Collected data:
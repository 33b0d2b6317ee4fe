//! Interactive prompts.
//!
//! The pipeline only talks to the [`Prompter`] trait, so a run can be driven
//! from a terminal or from any reader/writer pair.

use std::collections::HashMap;
use std::io::{self, BufRead, Stderr, StdinLock, Write};

use crate::error::{FigtokError, Result};

pub trait Prompter {
    /// Ask for a line of text. End of input cancels the session.
    fn input(&mut self, question: &str) -> Result<String>;

    /// Ask a yes/no question.
    fn confirm(&mut self, question: &str, default: bool) -> Result<bool>;

    /// Print a hint without expecting an answer.
    fn notice(&mut self, message: &str);

    /// Ask a batch of yes/no questions keyed by name.
    ///
    /// Either every question is answered or the whole batch fails.
    fn confirm_many(
        &mut self,
        questions: &[(String, String)],
        default: bool,
    ) -> Result<HashMap<String, bool>> {
        let mut answers = HashMap::with_capacity(questions.len());
        for (key, question) in questions {
            let answer = self.confirm(question, default)?;
            answers.insert(key.clone(), answer);
        }
        Ok(answers)
    }
}

/// Line-based prompter over any reader/writer pair.
pub struct TerminalPrompter<R, W> {
    reader: R,
    writer: W,
}

impl TerminalPrompter<StdinLock<'static>, Stderr> {
    /// Prompts on stderr so stdout stays reserved for the run report.
    ///
    /// Holds the stdin lock; build one per process and share it.
    pub fn stdio() -> Self {
        Self::new(io::stdin().lock(), io::stderr())
    }
}

impl<R: BufRead, W: Write> TerminalPrompter<R, W> {
    pub fn new(reader: R, writer: W) -> Self {
        Self { reader, writer }
    }

    pub fn into_writer(self) -> W {
        self.writer
    }

    fn read_answer(&mut self, prompt: &str) -> Result<String> {
        write!(self.writer, "{prompt} ")?;
        self.writer.flush()?;
        let mut line = String::new();
        if self.reader.read_line(&mut line)? == 0 {
            return Err(FigtokError::PromptCancelled);
        }
        Ok(line.trim_end_matches(['\r', '\n']).to_string())
    }
}

impl<R: BufRead, W: Write> Prompter for TerminalPrompter<R, W> {
    fn input(&mut self, question: &str) -> Result<String> {
        self.read_answer(question)
    }

    fn confirm(&mut self, question: &str, default: bool) -> Result<bool> {
        let hint = if default { "(Y/n)" } else { "(y/N)" };
        loop {
            let answer = self.read_answer(&format!("{question} {hint}"))?;
            match answer.trim().to_ascii_lowercase().as_str() {
                "" => return Ok(default),
                "y" | "yes" => return Ok(true),
                "n" | "no" => return Ok(false),
                _ => self.notice("Please answer y or n."),
            }
        }
    }

    fn notice(&mut self, message: &str) {
        let _ = writeln!(self.writer, "{message}");
    }
}
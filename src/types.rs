//! Data types used throughout the figtok library.
//!
//! This module is organized by domain:
//! - [`figma`] - Figma document tree types (input)
//! - [`token`] - Token records (output and snapshot)

pub mod figma;
pub mod token;

pub use figma::{Color, DesignNode, Effect, Paint, Rect, TypeStyle, Vector};
pub use token::{Property, Token, TokenKind, TokenValue};
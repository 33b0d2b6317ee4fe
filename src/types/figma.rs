//! Figma document tree types.
//!
//! Only the fields the token generator reads are modelled; everything else
//! in the API payload is ignored during deserialization.

use serde::{Deserialize, Serialize};

/// A node in the Figma document tree (document, page, frame, rectangle...).
#[derive(Debug, Clone, Default, PartialEq, Serialize, Deserialize)]
#[serde(rename_all = "camelCase")]
pub struct DesignNode {
    /// Unique node ID
    pub id: String,
    /// Node name in Figma, e.g. `Color / Primary`
    pub name: String,
    /// Figma node type (DOCUMENT, CANVAS, FRAME, TEXT, RECTANGLE, etc.)
    #[serde(rename = "type", default)]
    pub node_type: String,
    #[serde(default, skip_serializing_if = "Vec::is_empty")]
    pub children: Vec<DesignNode>,
    /// Fill paints applied to this node
    #[serde(default, skip_serializing_if = "Vec::is_empty")]
    pub fills: Vec<Paint>,
    #[serde(skip_serializing_if = "Option::is_none")]
    pub absolute_bounding_box: Option<Rect>,
    #[serde(skip_serializing_if = "Option::is_none")]
    pub stroke_weight: Option<f64>,
    #[serde(skip_serializing_if = "Option::is_none")]
    pub corner_radius: Option<f64>,
    #[serde(default, skip_serializing_if = "Vec::is_empty")]
    pub effects: Vec<Effect>,
    /// Typography properties (for TEXT nodes)
    #[serde(skip_serializing_if = "Option::is_none")]
    pub style: Option<TypeStyle>,
}

impl DesignNode {
    /// Find a direct child by name.
    pub fn child_named(&self, name: &str) -> Option<&DesignNode> {
        self.children.iter().find(|c| c.name == name)
    }

    /// Take ownership of the direct child with `id`, dropping the rest.
    pub fn into_child_with_id(self, id: &str) -> Option<DesignNode> {
        self.children.into_iter().find(|c| c.id == id)
    }
}

/// RGBA color with channels normalized to `[0, 1]`.
#[derive(Debug, Clone, Copy, PartialEq, Serialize, Deserialize)]
pub struct Color {
    pub r: f64,
    pub g: f64,
    pub b: f64,
    #[serde(default = "opaque")]
    pub a: f64,
}

fn opaque() -> f64 {
    1.0
}

fn visible() -> bool {
    true
}

/// A Figma paint/fill.
#[derive(Debug, Clone, PartialEq, Serialize, Deserialize)]
#[serde(rename_all = "camelCase")]
pub struct Paint {
    #[serde(rename = "type", default)]
    pub kind: String,
    #[serde(skip_serializing_if = "Option::is_none")]
    pub color: Option<Color>,
    /// Paint opacity, separate from the color's own alpha
    #[serde(skip_serializing_if = "Option::is_none")]
    pub opacity: Option<f64>,
    #[serde(default = "visible")]
    pub visible: bool,
}

#[derive(Debug, Clone, Copy, PartialEq, Serialize, Deserialize)]
pub struct Rect {
    #[serde(default)]
    pub x: f64,
    #[serde(default)]
    pub y: f64,
    pub width: f64,
    pub height: f64,
}

#[derive(Debug, Clone, Copy, PartialEq, Serialize, Deserialize)]
pub struct Vector {
    pub x: f64,
    pub y: f64,
}

/// A visual effect (drop shadow, inner shadow, blur).
#[derive(Debug, Clone, PartialEq, Serialize, Deserialize)]
#[serde(rename_all = "camelCase")]
pub struct Effect {
    #[serde(rename = "type", default)]
    pub kind: String,
    #[serde(default = "visible")]
    pub visible: bool,
    #[serde(default)]
    pub radius: f64,
    #[serde(skip_serializing_if = "Option::is_none")]
    pub color: Option<Color>,
    #[serde(skip_serializing_if = "Option::is_none")]
    pub offset: Option<Vector>,
}

/// Text style of a TEXT node.
#[derive(Debug, Clone, PartialEq, Serialize, Deserialize)]
#[serde(rename_all = "camelCase")]
pub struct TypeStyle {
    pub font_family: String,
    pub font_weight: f64,
    pub font_size: f64,
    pub line_height_px: f64,
    #[serde(skip_serializing_if = "Option::is_none")]
    pub letter_spacing: Option<f64>,
    /// UPPER, LOWER, TITLE, ...
    #[serde(skip_serializing_if = "Option::is_none")]
    pub text_case: Option<String>,
    /// UNDERLINE, STRIKETHROUGH, ...
    #[serde(skip_serializing_if = "Option::is_none")]
    pub text_decoration: Option<String>,
}
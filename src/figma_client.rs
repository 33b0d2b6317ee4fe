//! Figma REST API client.
//!
//! Only the `GET /files/:key` endpoint is needed. A saved response can stand
//! in for the network through [`TreeSource::Fixture`].

use std::path::PathBuf;

use reqwest::StatusCode;
use serde::{Deserialize, Serialize};
use tracing::debug;
use url::Url;

use crate::error::{FigtokError, Result};
use crate::types::DesignNode;

pub const FIGMA_API_BASE: &str = "https://api.figma.com/v1";
pub const API_BASE_ENV: &str = "FIGMA_API_BASE";
pub const MOCK_FILE_ENV: &str = "FIGTOK_MOCK_FILE";

#[derive(Debug, Clone)]
pub struct FigmaAuth {
    token: String,
}

impl FigmaAuth {
    pub fn new(token: impl Into<String>) -> Self {
        Self {
            token: token.into(),
        }
    }
}

/// Query parameters for `GET /files/:key`.
#[derive(Debug, Clone, Default, PartialEq)]
pub struct FileQuery {
    pub depth: Option<u32>,
    pub ids: Vec<String>,
}

impl FileQuery {
    pub fn pages() -> Self {
        Self {
            depth: Some(1),
            ids: Vec::new(),
        }
    }

    pub fn page_children(page_id: &str) -> Self {
        Self {
            depth: Some(2),
            ids: vec![page_id.to_string()],
        }
    }
}

#[derive(Debug, Clone, Serialize, Deserialize)]
#[serde(rename_all = "camelCase")]
pub struct FigmaFileResponse {
    #[serde(default)]
    pub name: String,
    pub document: DesignNode,
}

#[derive(Debug, Deserialize)]
struct ApiErrorBody {
    err: Option<String>,
    message: Option<String>,
}

pub struct FigmaApiClient {
    http: reqwest::Client,
    base: Url,
    auth: FigmaAuth,
}

impl FigmaApiClient {
    pub fn new(auth: FigmaAuth) -> Result<Self> {
        Self::with_base_url(auth, FIGMA_API_BASE)
    }

    pub fn with_base_url(auth: FigmaAuth, base: &str) -> Result<Self> {
        let base = Url::parse(base)?;
        if base.cannot_be_a_base() {
            return Err(FigtokError::Config(format!(
                "API base URL cannot be a base: {base}"
            )));
        }
        let http = reqwest::Client::builder()
            .user_agent(concat!("figtok/", env!("CARGO_PKG_VERSION")))
            .build()?;
        Ok(Self { http, base, auth })
    }

    pub fn file_url(&self, file_key: &str, query: &FileQuery) -> Result<Url> {
        let mut url = self.base.clone();
        url.path_segments_mut()
            .map_err(|_| FigtokError::Config(format!("invalid API base URL: {}", self.base)))?
            .pop_if_empty()
            .push("files")
            .push(file_key);
        {
            let mut pairs = url.query_pairs_mut();
            if let Some(depth) = query.depth {
                pairs.append_pair("depth", &depth.to_string());
            }
            if !query.ids.is_empty() {
                pairs.append_pair("ids", &query.ids.join(","));
            }
        }
        if url.query() == Some("") {
            url.set_query(None);
        }
        Ok(url)
    }

    pub async fn get_file(&self, file_key: &str, query: &FileQuery) -> Result<FigmaFileResponse> {
        let url = self.file_url(file_key, query)?;
        debug!(%url, "GET file");
        let response = self
            .http
            .get(url)
            .header("X-Figma-Token", &self.auth.token)
            .send()
            .await?;
        let status = response.status();
        if !status.is_success() {
            let body = response.text().await.unwrap_or_default();
            return Err(FigtokError::figma_api(Some(status), error_message(status, &body)));
        }
        Ok(response.json::<FigmaFileResponse>().await?)
    }
}

fn error_message(status: StatusCode, body: &str) -> String {
    serde_json::from_str::<ApiErrorBody>(body)
        .ok()
        .and_then(|b| b.err.or(b.message))
        .unwrap_or_else(|| {
            status
                .canonical_reason()
                .unwrap_or("request failed")
                .to_string()
        })
}

/// Where the document tree comes from.
pub enum TreeSource {
    Api(FigmaApiClient),
    /// A saved `GET /files/:key` response on disk.
    Fixture(PathBuf),
}

impl TreeSource {
    /// Fixture when `FIGTOK_MOCK_FILE` is set, otherwise the API (base URL
    /// overridable with `FIGMA_API_BASE`).
    pub fn from_env(auth: FigmaAuth) -> Result<Self> {
        if let Ok(path) = std::env::var(MOCK_FILE_ENV) {
            if !path.trim().is_empty() {
                return Ok(TreeSource::Fixture(PathBuf::from(path)));
            }
        }
        let client = match std::env::var(API_BASE_ENV) {
            Ok(base) if !base.trim().is_empty() => FigmaApiClient::with_base_url(auth, &base)?,
            _ => FigmaApiClient::new(auth)?,
        };
        Ok(TreeSource::Api(client))
    }

    pub async fn get_file(&self, file_key: &str, query: &FileQuery) -> Result<FigmaFileResponse> {
        match self {
            TreeSource::Api(client) => client.get_file(file_key, query).await,
            TreeSource::Fixture(path) => {
                debug!(path = %path.display(), ?query, "reading fixture instead of API");
                let raw = tokio::fs::read_to_string(path).await?;
                Ok(serde_json::from_str(&raw)?)
            }
        }
    }
}

#[cfg(test)]
mod tests {
    use super::*;
    use tempfile::TempDir;

    fn client(base: &str) -> FigmaApiClient {
        FigmaApiClient::with_base_url(FigmaAuth::new("t"), base).unwrap()
    }

    #[test]
    fn file_url_appends_path_and_query() {
        let c = client(FIGMA_API_BASE);
        let url = c.file_url("abc123", &FileQuery::pages()).unwrap();
        assert_eq!(url.as_str(), "https://api.figma.com/v1/files/abc123?depth=1");

        let url = c.file_url("abc123", &FileQuery::page_children("1:2")).unwrap();
        assert_eq!(
            url.as_str(),
            "https://api.figma.com/v1/files/abc123?depth=2&ids=1%3A2"
        );

        let url = c.file_url("abc123", &FileQuery::default()).unwrap();
        assert_eq!(url.as_str(), "https://api.figma.com/v1/files/abc123");
    }

    #[test]
    fn file_url_tolerates_trailing_slash() {
        let c = client("http://localhost:8080/api/");
        let url = c.file_url("k", &FileQuery::default()).unwrap();
        assert_eq!(url.as_str(), "http://localhost:8080/api/files/k");
    }

    #[test]
    fn rejects_unusable_base_urls() {
        assert!(matches!(
            FigmaApiClient::with_base_url(FigmaAuth::new("t"), "not a url"),
            Err(FigtokError::InvalidUrl(_))
        ));
        assert!(matches!(
            FigmaApiClient::with_base_url(FigmaAuth::new("t"), "mailto:me@example.com"),
            Err(FigtokError::Config(_))
        ));
    }

    #[test]
    fn error_message_prefers_api_body() {
        assert_eq!(
            error_message(StatusCode::FORBIDDEN, r#"{"status":403,"err":"Invalid token"}"#),
            "Invalid token"
        );
        assert_eq!(
            error_message(StatusCode::NOT_FOUND, "<html>"),
            "Not Found"
        );
    }

    #[tokio::test]
    async fn fixture_source_reads_saved_response() {
        let dir = TempDir::new().expect("tempdir");
        let path = dir.path().join("file.json");
        std::fs::write(
            &path,
            r#"{"name": "Design", "document": {"id": "0:0", "name": "Document", "type": "DOCUMENT",
                "children": [{"id": "0:1", "name": "Page 1", "type": "CANVAS"}]}}"#,
        )
        .unwrap();
        let source = TreeSource::Fixture(path);
        let file = source.get_file("ignored", &FileQuery::pages()).await.unwrap();
        assert_eq!(file.name, "Design");
        assert_eq!(file.document.children[0].name, "Page 1");
    }
}
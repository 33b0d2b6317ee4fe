//! JSON output schemas printed by the binary.

use std::path::PathBuf;

use serde::{Deserialize, Serialize};

use crate::error::ErrorPayload;
use crate::pipeline::GenerateOutcome;

pub const FIGTOK_OUTPUT_VERSION: &str = "1.0";

#[derive(Debug, Clone, Serialize, Deserialize)]
#[serde(tag = "mode", rename_all = "camelCase")]
pub enum FigtokOutput {
    Generate(GenerateOutput),
    Error(ErrorOutput),
}

#[derive(Debug, Clone, Serialize, Deserialize)]
#[serde(rename_all = "camelCase")]
pub struct GenerateOutput {
    pub version: String,
    pub file_name: String,
    pub page: String,
    pub stylesheet_path: PathBuf,
    pub snapshot_path: PathBuf,
    pub token_count: usize,
    #[serde(default, skip_serializing_if = "Vec::is_empty")]
    pub deprecated: Vec<String>,
}

impl From<GenerateOutcome> for GenerateOutput {
    fn from(outcome: GenerateOutcome) -> Self {
        Self {
            version: FIGTOK_OUTPUT_VERSION.to_string(),
            file_name: outcome.file_name,
            page: outcome.page,
            stylesheet_path: outcome.written.stylesheet,
            snapshot_path: outcome.written.snapshot,
            token_count: outcome.live_count,
            deprecated: outcome.deprecated,
        }
    }
}

#[derive(Debug, Clone, Serialize, Deserialize)]
#[serde(rename_all = "camelCase")]
pub struct ErrorOutput {
    pub version: String,
    #[serde(skip_serializing_if = "Option::is_none")]
    pub message: Option<String>,
    pub error: ErrorPayload,
}
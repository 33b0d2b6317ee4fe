//! End-to-end token generation: fetch → classify → build → merge → write.
//!
//! Nothing touches the filesystem until the merged token list is final, so a
//! failed fetch or a cancelled prompt leaves previous outputs untouched.

use std::sync::Arc;

use tracing::info;

use crate::classify::PrefixTable;
use crate::config::Config;
use crate::emit::{write_outputs, RenderOptions, WrittenFiles};
use crate::error::{FigtokError, Result};
use crate::figma_client::{FileQuery, TreeSource};
use crate::prompt::Prompter;
use crate::snapshot::{load_snapshot, merge, snapshot_path, OrphanPolicy};
use crate::tokens::build_tokens;
use crate::types::{DesignNode, Token};

/// Progress sink for operator-facing status lines.
pub type ProgressFn = Arc<dyn Fn(&str) + Send + Sync>;

#[derive(Debug, Clone)]
pub struct GenerateOutcome {
    pub file_name: String,
    pub page: String,
    pub written: WrittenFiles,
    pub live_count: usize,
    /// Names carried over from the snapshot with `deleted: true`.
    pub deprecated: Vec<String>,
}

fn report(progress: &Option<ProgressFn>, message: &str) {
    if let Some(progress) = progress {
        progress(message);
    }
}

/// Fetch the token page's children using the two-step lookup: list pages
/// at depth 1, then fetch only the named page at depth 2.
pub async fn fetch_page_nodes(
    source: &TreeSource,
    config: &Config,
    progress: &Option<ProgressFn>,
) -> Result<(String, Vec<DesignNode>)> {
    report(progress, "Fetching Figma file pages…");
    let pages = source.get_file(&config.file, &FileQuery::pages()).await?;
    let page_id = pages
        .document
        .child_named(&config.page)
        .map(|p| p.id.clone())
        .ok_or_else(|| FigtokError::PageNotFound {
            page: config.page.clone(),
        })?;

    report(progress, "Fetching Figma file tokens…");
    let file = source
        .get_file(&config.file, &FileQuery::page_children(&page_id))
        .await?;
    let page = file
        .document
        .into_child_with_id(&page_id)
        .ok_or_else(|| FigtokError::PageNotFound {
            page: config.page.clone(),
        })?;
    info!(page = %page.name, children = page.children.len(), "fetched token page");
    Ok((file.name, page.children))
}

/// Build the live token set and merge in the previous snapshot.
pub fn plan_tokens(
    nodes: &[DesignNode],
    config: &Config,
    prompter: Option<&mut dyn Prompter>,
) -> Result<Vec<Token>> {
    let table = PrefixTable::new(&config.prefixes, config.name_separator);
    let live = build_tokens(nodes, &table, config.font_mode)?;
    let previous = load_snapshot(&snapshot_path(&config.tokens_file_path))?;
    let policy = match prompter {
        Some(prompter) if config.confirm_deletions => OrphanPolicy::Confirm(prompter),
        _ => OrphanPolicy::KeepAll,
    };
    merge(live, previous, policy)
}

pub async fn generate(
    source: &TreeSource,
    config: &Config,
    progress: Option<ProgressFn>,
    prompter: Option<&mut dyn Prompter>,
) -> Result<GenerateOutcome> {
    let (file_name, nodes) = fetch_page_nodes(source, config, &progress).await?;

    report(&progress, "Building tokens…");
    let tokens = plan_tokens(&nodes, config, prompter)?;
    let deprecated: Vec<String> = tokens
        .iter()
        .filter(|t| t.deleted)
        .map(|t| t.name.clone())
        .collect();
    let live_count = tokens.len() - deprecated.len();

    report(&progress, "Writing tokens…");
    let written = write_outputs(
        &config.tokens_file_path,
        &tokens,
        RenderOptions {
            emit_defaults: config.emit_defaults,
        },
    )?;
    info!(
        live = live_count,
        deprecated = deprecated.len(),
        path = %written.stylesheet.display(),
        "tokens written"
    );

    Ok(GenerateOutcome {
        file_name,
        page: config.page.clone(),
        written,
        live_count,
        deprecated,
    })
}

#[cfg(test)]
mod tests {
    use super::*;
    use crate::prompt::TerminalPrompter;
    use std::io::Cursor;
    use std::path::Path;
    use std::sync::Mutex;
    use tempfile::TempDir;

    const FIXTURE: &str = r#"{
      "name": "Design System",
      "document": {
        "id": "0:0", "name": "Document", "type": "DOCUMENT",
        "children": [
          {"id": "0:1", "name": "Cover", "type": "CANVAS"},
          {"id": "0:2", "name": "Tokens", "type": "CANVAS", "children": [
            {"id": "1:1", "name": "Color / Primary", "type": "RECTANGLE",
             "fills": [{"type": "SOLID", "color": {"r": 1, "g": 0, "b": 0, "a": 1}}]},
            {"id": "1:2", "name": "Spacing / M", "type": "RECTANGLE",
             "absoluteBoundingBox": {"x": 0, "y": 0, "width": 16, "height": 16}},
            {"id": "1:3", "name": "Notes", "type": "TEXT"}
          ]}
        ]
      }
    }"#;

    fn setup(dir: &Path) -> (TreeSource, Config) {
        let fixture = dir.join("file.json");
        std::fs::write(&fixture, FIXTURE).unwrap();
        let config = Config {
            token: "t".into(),
            file: "key".into(),
            page: "Tokens".into(),
            tokens_file_path: dir.join("styles").join("_tokens.scss"),
            ..Config::default()
        };
        (TreeSource::Fixture(fixture), config)
    }

    #[tokio::test]
    async fn generate_writes_stylesheet_and_snapshot() {
        let dir = TempDir::new().expect("tempdir");
        let (source, config) = setup(dir.path());
        let messages = Arc::new(Mutex::new(Vec::new()));
        let sink = messages.clone();
        let progress: ProgressFn = Arc::new(move |m: &str| sink.lock().unwrap().push(m.to_string()));

        let outcome = generate(&source, &config, Some(progress), None).await.unwrap();
        assert_eq!(outcome.file_name, "Design System");
        assert_eq!(outcome.live_count, 2);
        assert!(outcome.deprecated.is_empty());

        let scss = std::fs::read_to_string(&config.tokens_file_path).unwrap();
        assert_eq!(scss, "$color-primary: #ff0000;\n\n$spacing-m: 16px;\n");
        assert!(outcome.written.snapshot.exists());
        assert_eq!(messages.lock().unwrap().len(), 4);
    }

    #[tokio::test]
    async fn removed_tokens_are_carried_as_deprecated() {
        let dir = TempDir::new().expect("tempdir");
        let (source, config) = setup(dir.path());
        std::fs::create_dir_all(dir.path().join("styles")).unwrap();
        std::fs::write(
            snapshot_path(&config.tokens_file_path),
            r##"[{"ordering": 1, "type": "variable", "name": "color-legacy", "value": "#000000"}]"##,
        )
        .unwrap();

        let outcome = generate(&source, &config, None, None).await.unwrap();
        assert_eq!(outcome.deprecated, vec!["color-legacy".to_string()]);
        let scss = std::fs::read_to_string(&config.tokens_file_path).unwrap();
        assert!(scss.ends_with("/** @deprecated */\n$color-legacy: #000000;\n"));
    }

    #[tokio::test]
    async fn missing_page_writes_nothing() {
        let dir = TempDir::new().expect("tempdir");
        let (source, mut config) = setup(dir.path());
        config.page = "Nope".into();
        let err = generate(&source, &config, None, None).await.unwrap_err();
        assert!(matches!(err, FigtokError::PageNotFound { ref page } if page == "Nope"));
        assert!(!config.tokens_file_path.exists());
    }

    #[tokio::test]
    async fn malformed_snapshot_aborts_without_overwriting() {
        let dir = TempDir::new().expect("tempdir");
        let (source, config) = setup(dir.path());
        std::fs::create_dir_all(dir.path().join("styles")).unwrap();
        let snapshot = snapshot_path(&config.tokens_file_path);
        std::fs::write(&snapshot, "{oops").unwrap();

        let err = generate(&source, &config, None, None).await.unwrap_err();
        assert!(matches!(err, FigtokError::MalformedSnapshot { .. }));
        assert_eq!(std::fs::read_to_string(&snapshot).unwrap(), "{oops");
        assert!(!config.tokens_file_path.exists());
    }

    #[tokio::test]
    async fn cancelled_confirmation_writes_nothing() {
        let dir = TempDir::new().expect("tempdir");
        let (source, mut config) = setup(dir.path());
        config.confirm_deletions = true;
        std::fs::create_dir_all(dir.path().join("styles")).unwrap();
        std::fs::write(
            snapshot_path(&config.tokens_file_path),
            r##"[{"ordering": 1, "type": "variable", "name": "color-legacy", "value": "#000000"}]"##,
        )
        .unwrap();

        let mut prompter = TerminalPrompter::new(Cursor::new(Vec::new()), Vec::new());
        let err = generate(&source, &config, None, Some(&mut prompter))
            .await
            .unwrap_err();
        assert!(matches!(err, FigtokError::PromptCancelled));
        assert!(!config.tokens_file_path.exists());
    }

    #[tokio::test]
    async fn declined_orphans_are_dropped() {
        let dir = TempDir::new().expect("tempdir");
        let (source, mut config) = setup(dir.path());
        config.confirm_deletions = true;
        std::fs::create_dir_all(dir.path().join("styles")).unwrap();
        std::fs::write(
            snapshot_path(&config.tokens_file_path),
            r##"[{"ordering": 1, "type": "variable", "name": "color-legacy", "value": "#000000"}]"##,
        )
        .unwrap();

        let mut prompter = TerminalPrompter::new(Cursor::new(b"n\n".to_vec()), Vec::new());
        let outcome = generate(&source, &config, None, Some(&mut prompter))
            .await
            .unwrap();
        assert!(outcome.deprecated.is_empty());
        let scss = std::fs::read_to_string(&config.tokens_file_path).unwrap();
        assert!(!scss.contains("color-legacy"));
    }
}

**Exercise directions**
What is needed is every line from the start of the entries through the line containing "a yes/no question.", returned word for word and nothing else.

**Completed task**
repository 33b0d2b6317ee4fe
//! Interactive prompts.
//!
//! The pipeline only talks to the [`Prompter`] trait, so a run can be driven
//! from a terminal or from any reader/writer pair.

use std::collections::HashMap;
use std::io::{self, BufRead, Stderr, StdinLock, Write};

use crate::error::{FigtokError, Result};

pub trait Prompter {
    /// Ask for a line of text. End of input cancels the session.
    fn input(&mut self, question: &str) -> Result<String>;

    /// Ask a yes/no question.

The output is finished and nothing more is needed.